Мясник Бродский мне нравился. Я хорошо помню рыжие волосы, кудрявившиеся вокруг усыпанного веснушками вытянутого лица, на котором, как на светофоре, то и дело менялись краски. Оно казалось то белым, то кирпичным, то зеленым, то вдруг начинало желтеть. Видимо, в зависимости от настроения самого Бродского, от освещения в магазине, где постоянно перегорали лампочки, или от количества мяса на витрине. Эта трогательная смена красок компенсировала неподвижность физиономии Бродского, одно-единственное выражение, в котором она раз и навсегда застыла. Впрочем, иногда, как я вспоминаю, внизу его лица ненадолго расползалась узкая щель, обнажая ряд желтоватых квадратиков. Это Бродский открывал рот, чтобы пообщаться с покупателями. И оттуда, из узкой щели, вытекала даже не речь, а согласное гудение, долгая мелодия междометий, из которой время от времени выплывали в беспорядке отдельные слова.
– А ну, пиздрёныш, кыш от прилавка! – прикрикнул однажды на меня Бродский. И я, оробев, попятился к отделу соков.

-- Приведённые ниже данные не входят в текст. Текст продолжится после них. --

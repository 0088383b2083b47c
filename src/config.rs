//! 配置加载 - 分层 JSON 合并、环境变量替换、校验
//!
//! 加载顺序（后者覆盖前者，对象逐键合并）：
//! 1. 全局 `~/.config/agent-notifier/config.json`
//! 2. 项目 `<cwd>/.agent-notifier.json`
//! 3. `--config` 或 `AGENT_NOTIFIER_CONFIG` 指定的文件
//!
//! 字符串值中的 `${VAR}` 在加载时替换为环境变量。

use crate::notification::payload::EventCategory;
use crate::notification::truncate::TruncateDirection;
use regex::Regex;
use serde::{Deserialize, Serialize};
use serde_json::{Map, Value};
use std::collections::BTreeMap;
use std::fs;
use std::path::{Path, PathBuf};
use std::sync::OnceLock;
use std::time::Duration;
use tracing::debug;

/// 显式配置文件的环境变量
pub const CONFIG_ENV: &str = "AGENT_NOTIFIER_CONFIG";

/// 项目级配置文件名
pub const PROJECT_CONFIG_FILE: &str = ".agent-notifier.json";

/// 配置错误
#[derive(Debug, thiserror::Error)]
pub enum ConfigError {
    #[error("failed to read {path}: {source}")]
    Io {
        path: PathBuf,
        #[source]
        source: std::io::Error,
    },

    #[error("invalid JSON in {path}: {source}")]
    Parse {
        path: PathBuf,
        #[source]
        source: serde_json::Error,
    },

    #[error("invalid configuration: {0}")]
    Schema(#[from] serde_json::Error),

    #[error("environment variable '{0}' is not set")]
    MissingEnvVar(String),

    #[error("invalid configuration: {0}")]
    Invalid(String),
}

/// 顶层配置
#[derive(Debug, Clone, Serialize, Deserialize)]
#[serde(rename_all = "camelCase", default)]
pub struct NotifierConfig {
    /// 总开关
    pub enabled: bool,
    /// 可延迟类别的合并延迟（秒），校验后只保留非负整数
    pub delay_seconds: f64,
    /// 全局截断方向，渠道可覆盖
    pub truncate_direction: TruncateDirection,
    /// 按类别开关，缺省为开启
    pub events: BTreeMap<String, bool>,
    pub ntfy: NtfyConfig,
    pub telegram: TelegramConfig,
    pub discord: DiscordConfig,
    pub slack: SlackConfig,
    pub webhook: WebhookConfig,
}

impl Default for NotifierConfig {
    fn default() -> Self {
        Self {
            enabled: true,
            delay_seconds: 0.0,
            truncate_direction: TruncateDirection::End,
            events: BTreeMap::new(),
            ntfy: NtfyConfig::default(),
            telegram: TelegramConfig::default(),
            discord: DiscordConfig::default(),
            slack: SlackConfig::default(),
            webhook: WebhookConfig::default(),
        }
    }
}

/// ntfy 推送
#[derive(Debug, Clone, Serialize, Deserialize)]
#[serde(rename_all = "camelCase", default)]
pub struct NtfyConfig {
    pub enabled: bool,
    pub server: String,
    pub topic: String,
    pub token: Option<String>,
    /// 1 (min) - 5 (max)，未设置时按类别决定
    pub priority: Option<u8>,
    pub tags: Vec<String>,
    pub truncate_direction: Option<TruncateDirection>,
}

impl Default for NtfyConfig {
    fn default() -> Self {
        Self {
            enabled: false,
            server: "https://ntfy.sh".to_string(),
            topic: String::new(),
            token: None,
            priority: None,
            tags: Vec::new(),
            truncate_direction: None,
        }
    }
}

/// Telegram Bot
#[derive(Debug, Clone, Default, Serialize, Deserialize)]
#[serde(rename_all = "camelCase", default)]
pub struct TelegramConfig {
    pub enabled: bool,
    pub bot_token: String,
    pub chat_id: String,
    pub truncate_direction: Option<TruncateDirection>,
}

/// Discord webhook
#[derive(Debug, Clone, Default, Serialize, Deserialize)]
#[serde(rename_all = "camelCase", default)]
pub struct DiscordConfig {
    pub enabled: bool,
    pub webhook_url: String,
    pub username: Option<String>,
    pub truncate_direction: Option<TruncateDirection>,
}

/// Slack incoming webhook
#[derive(Debug, Clone, Default, Serialize, Deserialize)]
#[serde(rename_all = "camelCase", default)]
pub struct SlackConfig {
    pub enabled: bool,
    pub webhook_url: String,
    pub truncate_direction: Option<TruncateDirection>,
}

/// 通用 JSON webhook
#[derive(Debug, Clone, Default, Serialize, Deserialize)]
#[serde(rename_all = "camelCase", default)]
pub struct WebhookConfig {
    pub enabled: bool,
    pub url: String,
    pub headers: BTreeMap<String, String>,
    pub truncate_direction: Option<TruncateDirection>,
}

impl NotifierConfig {
    /// 按默认分层加载
    pub fn load(explicit: Option<&Path>) -> Result<Self, ConfigError> {
        Self::load_from_paths(&Self::default_layers(explicit))
    }

    /// 默认分层路径（不存在的文件在加载时跳过）
    pub fn default_layers(explicit: Option<&Path>) -> Vec<PathBuf> {
        let mut layers = Vec::new();

        if let Some(home) = dirs::home_dir() {
            layers.push(home.join(".config").join("agent-notifier").join("config.json"));
        }
        if let Ok(cwd) = std::env::current_dir() {
            layers.push(cwd.join(PROJECT_CONFIG_FILE));
        }
        match explicit {
            Some(path) => layers.push(path.to_path_buf()),
            None => {
                if let Ok(path) = std::env::var(CONFIG_ENV) {
                    if !path.trim().is_empty() {
                        layers.push(PathBuf::from(path));
                    }
                }
            }
        }

        layers
    }

    /// 依次合并给定文件，然后替换环境变量并校验
    pub fn load_from_paths(paths: &[PathBuf]) -> Result<Self, ConfigError> {
        let mut merged = Value::Object(Map::new());

        for path in paths {
            if !path.exists() {
                debug!(path = %path.display(), "Config layer not found, skipping");
                continue;
            }
            let content = fs::read_to_string(path).map_err(|source| ConfigError::Io {
                path: path.clone(),
                source,
            })?;
            let layer: Value = serde_json::from_str(&content).map_err(|source| ConfigError::Parse {
                path: path.clone(),
                source,
            })?;
            debug!(path = %path.display(), "Config layer loaded");
            merge_json(&mut merged, layer);
        }

        Self::from_value(merged)
    }

    /// 从已合并的 JSON 构造并校验
    pub fn from_value(mut value: Value) -> Result<Self, ConfigError> {
        resolve_env_refs(&mut value)?;
        let mut config: NotifierConfig = serde_json::from_value(value)?;
        config.validate()?;
        Ok(config)
    }

    /// 校验并规范化
    pub fn validate(&mut self) -> Result<(), ConfigError> {
        self.delay_seconds = normalize_delay(self.delay_seconds).as_secs() as f64;

        for key in self.events.keys() {
            key.parse::<EventCategory>()
                .map_err(|e| ConfigError::Invalid(format!("events: {}", e)))?;
        }

        if self.ntfy.enabled {
            if self.ntfy.topic.trim().is_empty() {
                return Err(ConfigError::Invalid("ntfy.topic is required".to_string()));
            }
            check_url("ntfy.server", &self.ntfy.server)?;
            if let Some(p) = self.ntfy.priority {
                if !(1..=5).contains(&p) {
                    return Err(ConfigError::Invalid(format!(
                        "ntfy.priority must be between 1 and 5, got {}",
                        p
                    )));
                }
            }
        }
        if self.telegram.enabled {
            if self.telegram.bot_token.trim().is_empty() {
                return Err(ConfigError::Invalid("telegram.botToken is required".to_string()));
            }
            if self.telegram.chat_id.trim().is_empty() {
                return Err(ConfigError::Invalid("telegram.chatId is required".to_string()));
            }
        }
        if self.discord.enabled {
            check_url("discord.webhookUrl", &self.discord.webhook_url)?;
        }
        if self.slack.enabled {
            check_url("slack.webhookUrl", &self.slack.webhook_url)?;
        }
        if self.webhook.enabled {
            check_url("webhook.url", &self.webhook.url)?;
        }

        Ok(())
    }

    /// 规范化后的延迟
    pub fn delay(&self) -> Duration {
        normalize_delay(self.delay_seconds)
    }

    /// 渠道覆盖优先，否则取全局默认
    pub fn effective_direction(&self, provider: Option<TruncateDirection>) -> TruncateDirection {
        provider.unwrap_or(self.truncate_direction)
    }

    /// 未列出的类别默认启用
    pub fn is_event_enabled(&self, category: EventCategory) -> bool {
        self.events.get(category.as_str()).copied().unwrap_or(true)
    }

    /// 已启用渠道名称
    pub fn enabled_providers(&self) -> Vec<&'static str> {
        let mut names = Vec::new();
        if self.ntfy.enabled {
            names.push("ntfy");
        }
        if self.telegram.enabled {
            names.push("telegram");
        }
        if self.discord.enabled {
            names.push("discord");
        }
        if self.slack.enabled {
            names.push("slack");
        }
        if self.webhook.enabled {
            names.push("webhook");
        }
        names
    }

    /// 用于展示的配置，密钥打码
    pub fn redacted(&self) -> Value {
        let mut copy = self.clone();
        if let Some(token) = copy.ntfy.token.as_mut() {
            *token = mask(token);
        }
        copy.telegram.bot_token = mask(&copy.telegram.bot_token);
        copy.discord.webhook_url = mask(&copy.discord.webhook_url);
        copy.slack.webhook_url = mask(&copy.slack.webhook_url);
        for value in copy.webhook.headers.values_mut() {
            *value = mask(value);
        }
        serde_json::to_value(copy).unwrap_or(Value::Null)
    }
}

/// 延迟只接受有限、非负的整数秒；负数、小数、NaN、无穷都视为 0（立即发送）
pub fn normalize_delay(secs: f64) -> Duration {
    if secs.is_finite() && secs >= 0.0 && secs.fract() == 0.0 {
        // 超出 u64 的值按 u64::MAX 饱和
        Duration::from_secs(secs as u64)
    } else {
        Duration::ZERO
    }
}

fn check_url(field: &str, url: &str) -> Result<(), ConfigError> {
    if url.starts_with("http://") || url.starts_with("https://") {
        Ok(())
    } else {
        Err(ConfigError::Invalid(format!(
            "{} must be an http(s) URL, got '{}'",
            field, url
        )))
    }
}

fn mask(secret: &str) -> String {
    if secret.is_empty() {
        return String::new();
    }
    let visible: String = secret.chars().take(4).collect();
    format!("{}****", visible)
}

/// 深度合并：对象逐键合并，其他类型直接覆盖
pub fn merge_json(base: &mut Value, overlay: Value) {
    match (base, overlay) {
        (Value::Object(base_map), Value::Object(overlay_map)) => {
            for (key, value) in overlay_map {
                match base_map.get_mut(&key) {
                    Some(existing) => merge_json(existing, value),
                    None => {
                        base_map.insert(key, value);
                    }
                }
            }
        }
        (base, overlay) => *base = overlay,
    }
}

fn env_ref_pattern() -> &'static Regex {
    static PATTERN: OnceLock<Regex> = OnceLock::new();
    PATTERN.get_or_init(|| Regex::new(r"\$\{([A-Za-z_][A-Za-z0-9_]*)\}").expect("valid env ref regex"))
}

/// 递归替换所有字符串中的 `${VAR}`
pub fn resolve_env_refs(value: &mut Value) -> Result<(), ConfigError> {
    match value {
        Value::String(s) => {
            if s.contains("${") {
                *s = expand_env(s)?;
            }
        }
        Value::Array(items) => {
            for item in items {
                resolve_env_refs(item)?;
            }
        }
        Value::Object(map) => {
            for item in map.values_mut() {
                resolve_env_refs(item)?;
            }
        }
        _ => {}
    }
    Ok(())
}

fn expand_env(input: &str) -> Result<String, ConfigError> {
    let pattern = env_ref_pattern();
    let mut result = String::with_capacity(input.len());
    let mut last = 0;

    for caps in pattern.captures_iter(input) {
        let (Some(whole), Some(name)) = (caps.get(0), caps.get(1)) else {
            continue;
        };
        let value = std::env::var(name.as_str())
            .map_err(|_| ConfigError::MissingEnvVar(name.as_str().to_string()))?;
        result.push_str(&input[last..whole.start()]);
        result.push_str(&value);
        last = whole.end();
    }
    result.push_str(&input[last..]);

    Ok(result)
}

Бродский казался мне ожившим памятником, воплощением силы, таившейся в массивных зданиях, расставленных по округе рукой умелого мастера. Мое детское сердце готово было вырваться из грудной клетки, когда он вытаскивал из дальней двери в глубине отдела огромные красные куски мяса, бросал их на разделочный стол и начинал рубить, занося над головой мокрый топор и опуская его с оглушительным треском. В эти минуты он был похож на бесстрашного дрессировщика, входящего в клетку к диким зверям. И еще – на красноармейца, чапаевца, летящего на коне по степи и рубящего шашкой полчища белогвардейцев.